Esa noche el sueño no venía. ¿Dónde se habría quedado que no llegaba todavía? Dejabas estas preguntas que tal vez no tuvieran respuesta, pero te admirabas de haberlas hecho, y pensabas, ¿será que no tienen respuesta realmente? ¿Dónde están los sueños que no vienen? ¿Se han quedado en el país al que pertenecen? ¿pero no es que la vida es sueño? Si es así, aquí deberían estar. La noche. El calor. El ventilador. Mosaico. Miras la hoja delante de ti, y como en una ráfaga, pasan tantas hojas leídas, tantas hojas escritas. A veces las hojas de los libros y de los cuadernos forman como un abanico que se mueve a toda velocidad. Lo leído y lo escrito. El libro de la vida. Y tu libro en camino de publicarse. ¿Cuándo llegaría a las manos de los lectores y lectoras en papel? El pasado se hace presente. El estiércol de donde brota la flor del hoy. El amor. La gracia. El don de la vida. Adónde te llevarían estas indagaciones? El libro seguiría corrigiéndose, ya falta poco, piensas. Sí, ya falta poco. It won´t be long. Ella duerme. La televisión. Los días pasados. ¿Dónde está el futuro? ¿Dónde están los días que van a venir? ¿Estarían acurrucados en algún lugar del tiempo y del espacio?

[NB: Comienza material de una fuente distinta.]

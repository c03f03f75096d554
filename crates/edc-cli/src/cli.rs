//! CLI argument definitions.

use std::path::PathBuf;

use clap::{Parser, Subcommand, ValueEnum};
use clap_verbosity_flag::{Verbosity, WarnLevel};
use colorchoice_clap::Color;

#[derive(Parser)]
#[command(
    name = "edc-death-report",
    version,
    about = "Validate and record participant death reports",
    long_about = "Validate death report submissions against the study's \
                  cross-field rules and record them in a store file.\n\n\
                  Submissions are JSON objects mapping field names to values."
)]
pub struct Cli {
    #[command(subcommand)]
    pub command: Command,

    /// Settings file (default: $EDC_CONFIG or ./edc-death-report.toml).
    #[arg(long = "config", value_name = "PATH", global = true)]
    pub config: Option<PathBuf>,

    /// Adjust log verbosity (-v for info, -vv for debug, -q for errors only).
    #[command(flatten)]
    pub verbosity: Verbosity<WarnLevel>,

    /// Control ANSI color output (auto, always, never).
    #[command(flatten)]
    pub color: Color,

    /// Explicit log level (overrides -v/-q flags).
    #[arg(long = "log-level", value_enum, global = true)]
    pub log_level: Option<LogLevelArg>,

    /// Log output format (pretty for human, json for machine parsing).
    #[arg(
        long = "log-format",
        value_enum,
        default_value = "pretty",
        global = true
    )]
    pub log_format: LogFormatArg,

    /// Write logs to a file instead of stderr.
    #[arg(long = "log-file", value_name = "PATH", global = true)]
    pub log_file: Option<PathBuf>,

    /// Show participant identifiers and submitted values in logs
    /// (values are traced at `--log-level trace`).
    #[arg(long = "log-data", global = true)]
    pub log_data: bool,
}

#[derive(Subcommand)]
pub enum Command {
    /// Validate a death report submission without saving it.
    Validate(ValidateArgs),

    /// Validate a submission and record it in the store.
    Submit(SubmitArgs),

    /// Print the stored death report for a subject.
    Show(ShowArgs),

    /// Add a registered subject to the store.
    Register(RegisterArgs),

    /// List controlled vocabularies.
    Vocab(VocabArgs),
}

#[derive(Parser)]
pub struct ValidateArgs {
    /// Submission JSON file.
    #[arg(value_name = "DATA.json")]
    pub data: PathBuf,

    /// Store file to resolve the registered subject from.
    #[arg(long = "store", value_name = "FILE", conflicts_with = "subject")]
    pub store: Option<PathBuf>,

    /// Registered subject JSON file, instead of a store.
    #[arg(long = "subject", value_name = "FILE")]
    pub subject: Option<PathBuf>,

    /// Print the outcome as JSON.
    #[arg(long = "json")]
    pub json: bool,
}

#[derive(Parser)]
pub struct SubmitArgs {
    /// Submission JSON file.
    #[arg(value_name = "DATA.json")]
    pub data: PathBuf,

    #[arg(long = "store", value_name = "FILE")]
    pub store: Option<PathBuf>,

    /// User recorded in the audit fields.
    #[arg(long = "user", value_name = "NAME")]
    pub user: Option<String>,

    /// Replace the subject's existing report instead of creating one.
    #[arg(long = "update")]
    pub update: bool,

    /// Print the outcome as JSON.
    #[arg(long = "json")]
    pub json: bool,
}

#[derive(Parser)]
pub struct ShowArgs {
    /// Subject identifier.
    #[arg(value_name = "SUBJECT")]
    pub subject: String,

    #[arg(long = "store", value_name = "FILE")]
    pub store: Option<PathBuf>,
}

#[derive(Parser)]
pub struct RegisterArgs {
    /// Registered subject JSON file.
    #[arg(value_name = "SUBJECT.json")]
    pub subject: PathBuf,

    #[arg(long = "store", value_name = "FILE")]
    pub store: Option<PathBuf>,
}

#[derive(Parser)]
pub struct VocabArgs {
    /// Vocabulary to list (cause, cause-category, diagnosis-code,
    /// medical-responsibility, reason-hospitalized). Lists all when omitted.
    #[arg(value_name = "KIND")]
    pub kind: Option<String>,
}

/// CLI log level choices.
#[derive(Clone, Copy, ValueEnum)]
pub enum LogLevelArg {
    Error,
    Warn,
    Info,
    Debug,
    Trace,
}

/// CLI log format choices.
#[derive(Clone, Copy, ValueEnum)]
pub enum LogFormatArg {
    Pretty,
    Compact,
    Json,
}
//! Storage for registered subjects and their death reports.
//!
//! The store enforces the one-to-one link between a subject and a death
//! report and keeps the matching off-study record alongside each report.
//!
//! # File Format
//!
//! Stores are saved as a JSON snapshot:
//!
//! ```text
//! {
//!   "schema_version": 1,
//!   "subjects": [...],
//!   "death_reports": [...],
//!   "off_study": [...]
//! }
//! ```
//!
//! Saves are atomic (temp file + rename).

mod error;
mod io;
mod store;

pub use error::{Result, StoreError};
pub use io::CURRENT_SCHEMA_VERSION;
pub use store::DeathReportStore;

Algunos recuerdos muy malos te visitan en marzo. Deben estar visitando la vida de tanta gente en Argentina. Quisieras no tener memoria de eso, pero está allí. Viene, y el sueño que no viene. Oyes el ventilador, el lento ruido giratorio refrescante. Cortázar. Borges. La página va avanzando, renglón a renglón. ¡Cuántos renglones desde tu infancia, desde que comenzaste a leer y escribir! ¡Cuántos escritos en cuadernos y en páginas de libros! El abanico de las hojas otra vez gira como u viento sin fin. Ves todo lo leído y lo escrito, y lo que aún escribirás y leerás. Pasa todo con velocidad. Vienen recuerdos de tiempos muy antiguos de tu vida. Lugares, gente, sentimientos, cosas. Todo va pasando como hacia un punto, y te preguntas qué punto es ese, qué puerta es esa. ¿Pasarás por esa puerta? Adónde lleva? La página se sigue acercando a su fin, y el ventilador, el calor, la noche, el insomnio, las letras que siguen bajando como gotas de agua llenando una botella. Un barco en la orilla. Te sientes así, desde hace varios días. Como un barco en la orilla, y el agua quieta.


Feb 17 2012

El día

Esta mañana me dí cuenta de que además del día que está, está también el día que se fue, o los días que se fueron, que forman como una especie de rebarba, un rescoldo, o algo así. Me pareció que uno podría llegar a engancharse en el día que está, dejando el día que se fue o el día que uno piensa que está ahí o debería estar, si aflojara las expectativas, si dejara fluir lo que viniera. El día fue pasando, el auto, la calle, la gente, el desayuno, el banco, el sindicato, y en ese ir del día que está, el día que fue o que suponía que debería estar, iban como que se entrechocando, como confluyendo, colaborando o chocándose entre sí, pero de maneras no muy chocantes, si me permitís el juego de palabras. Jugar, tal vez sea la clave, o una de las claves, pues lo que me va pareciendo, a esta altura del día, que el día que es, el día que fue y el día que podría llegar a ser, están todos aquí y no hay como desenredar la madeja a no ser en el aquí y ahora, en el estar siendo. ¿Me explico? Es muy lindo.